-- Stored data entries --
//! Poll scheduler: one repeating timer and one deadline per session.
//!
//! [`PollScheduler::start`] spawns a session task that drives a [`PollDriver`]:
//!
//! 1. polls once immediately, then on a fixed cadence (`tokio::time::interval`
//!    with [`MissedTickBehavior::Skip`], so cadence does not drift with request
//!    latency),
//! 2. keeps at most one request in flight; ticks that fire while a request is
//!    outstanding are skipped, never queued,
//! 3. stops when the driver says so, when the deadline elapses, or when the
//!    returned [`PollHandle`] is cancelled or dropped.
//!
//! A response that is ready in the same loop iteration as the deadline is
//! applied first, so a terminal response always beats the deadline.
//!
//! The driver's `request` future is the only suspension point; `apply` runs
//! synchronously on the session task.

use crate::types::{JobId, SessionOutcome};
use futures::future::BoxFuture;
use std::ops::ControlFlow;
use std::sync::Arc;
use std::sync::atomic::{AtomicBool, AtomicU64, Ordering};
use std::time::Duration;
use tokio::time::{Instant, MissedTickBehavior};
use tokio_util::sync::CancellationToken;
use tracing::Instrument;

/// What a poll session does on each tick
pub trait PollDriver: Send + 'static {
    /// Result of one request
    type Response: Send + 'static;

    /// Start one request
    ///
    /// The future must own everything it needs; it may be dropped unfinished
    /// when the session is cancelled or expires.
    fn request(&mut self) -> BoxFuture<'static, Self::Response>;

    /// Apply a response; `Break` ends the session with the given outcome
    fn apply(&mut self, response: Self::Response) -> ControlFlow<SessionOutcome>;

    /// Deadline elapsed before the session finished
    fn expire(&mut self) -> SessionOutcome;

    /// Called once with the final outcome, however the session ended
    fn finished(&mut self, _outcome: &SessionOutcome) {}
}

/// Counters describing a running or finished session
#[derive(Debug, Default)]
pub struct SessionStats {
    requests: AtomicU64,
    skipped_ticks: AtomicU64,
    in_flight: AtomicBool,
}

impl SessionStats {
    /// Requests issued so far
    pub fn requests(&self) -> u64 {
        self.requests.load(Ordering::Relaxed)
    }

    /// Ticks skipped because a request was still outstanding
    pub fn skipped_ticks(&self) -> u64 {
        self.skipped_ticks.load(Ordering::Relaxed)
    }

    /// Whether a request is outstanding right now
    pub fn in_flight(&self) -> bool {
        self.in_flight.load(Ordering::Relaxed)
    }
}

/// Owned handle to a running poll session
///
/// One session, one handle, one teardown: dropping the handle cancels the
/// session. Cancelling is idempotent and harmless after the session ended.
#[derive(Debug)]
pub struct PollHandle {
    id: JobId,
    token: CancellationToken,
    task: Option<tokio::task::JoinHandle<SessionOutcome>>,
    stats: Arc<SessionStats>,
}

impl PollHandle {
    /// Job this session watches
    pub fn id(&self) -> &JobId {
        &self.id
    }

    /// Stop the session
    ///
    /// Future ticks are not issued and a response still in flight is discarded.
    pub fn cancel(&self) {
        self.token.cancel();
    }

    /// Whether cancellation was requested
    pub fn is_cancelled(&self) -> bool {
        self.token.is_cancelled()
    }

    /// Whether the session task has ended
    pub fn is_finished(&self) -> bool {
        self.task.as_ref().is_none_or(|task| task.is_finished())
    }

    /// Live counters of the session
    pub fn stats(&self) -> Arc<SessionStats> {
        Arc::clone(&self.stats)
    }

    /// Wait for the session to end and return its outcome
    pub async fn join(mut self) -> SessionOutcome {
        let Some(task) = self.task.take() else {
            return SessionOutcome::Cancelled;
        };
        match task.await {
            Ok(outcome) => outcome,
            Err(e) => {
                tracing::error!(job_id = %self.id, error = %e, "poll session task failed");
                SessionOutcome::Cancelled
            }
        }
    }
}

impl Drop for PollHandle {
    fn drop(&mut self) {
        self.token.cancel();
    }
}

/// Spawns poll sessions on the current tokio runtime
#[derive(Clone, Copy, Debug, Default)]
pub struct PollScheduler;

impl PollScheduler {
    /// Start a poll session
    ///
    /// The first request is issued as soon as the session task runs; later ones
    /// follow every `interval`. At `deadline` the session ends with the driver's
    /// `expire` outcome unless it already ended.
    pub fn start<D: PollDriver>(
        id: JobId,
        driver: D,
        interval: Duration,
        deadline: Instant,
    ) -> PollHandle {
        let token = CancellationToken::new();
        let stats = Arc::new(SessionStats::default());

        let span = tracing::info_span!("poll_session", job_id = %id);
        let task = tokio::spawn(
            run_session(driver, interval, deadline, token.clone(), Arc::clone(&stats))
                .instrument(span),
        );

        PollHandle {
            id,
            token,
            task: Some(task),
            stats,
        }
    }
}

async fn run_session<D: PollDriver>(
    mut driver: D,
    interval: Duration,
    deadline: Instant,
    token: CancellationToken,
    stats: Arc<SessionStats>,
) -> SessionOutcome {
    tracing::debug!(interval_ms = interval.as_millis() as u64, "poll session started");

    let mut ticker = tokio::time::interval(interval);
    ticker.set_missed_tick_behavior(MissedTickBehavior::Skip);
    let expiry = tokio::time::sleep_until(deadline);
    tokio::pin!(expiry);

    let mut in_flight: Option<BoxFuture<'static, D::Response>> = None;

    let outcome = loop {
        tokio::select! {
            biased;

            _ = token.cancelled() => {
                break SessionOutcome::Cancelled;
            }

            response = async {
                match in_flight.as_mut() {
                    Some(request) => request.await,
                    None => std::future::pending().await,
                }
            }, if in_flight.is_some() => {
                in_flight = None;
                stats.in_flight.store(false, Ordering::Relaxed);

                if token.is_cancelled() {
                    tracing::debug!("discarding response received after cancellation");
                    break SessionOutcome::Cancelled;
                }
                if let ControlFlow::Break(outcome) = driver.apply(response) {
                    break outcome;
                }
            }

            _ = &mut expiry => {
                if in_flight.take().is_some() {
                    tracing::debug!("deadline elapsed with a request in flight; dropping it");
                }
                stats.in_flight.store(false, Ordering::Relaxed);
                break driver.expire();
            }

            _ = ticker.tick() => {
                if in_flight.is_some() {
                    stats.skipped_ticks.fetch_add(1, Ordering::Relaxed);
                    tracing::debug!("previous poll still in flight, skipping tick");
                } else {
                    stats.requests.fetch_add(1, Ordering::Relaxed);
                    stats.in_flight.store(true, Ordering::Relaxed);
                    in_flight = Some(driver.request());
                }
            }
        }
    };

    driver.finished(&outcome);
    tracing::debug!(
        ?outcome,
        requests = stats.requests(),
        skipped_ticks = stats.skipped_ticks(),
        "poll session ended"
    );
    outcome
}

-- DIRECTIONS FOR THIS TASK --
The answer must consist of every line from the entries above that contains the string "dropping".

-- ANSWER SPACE --
/// One session, one handle, one teardown: dropping the handle cancels the
                    tracing::debug!("deadline elapsed with a request in flight; dropping it");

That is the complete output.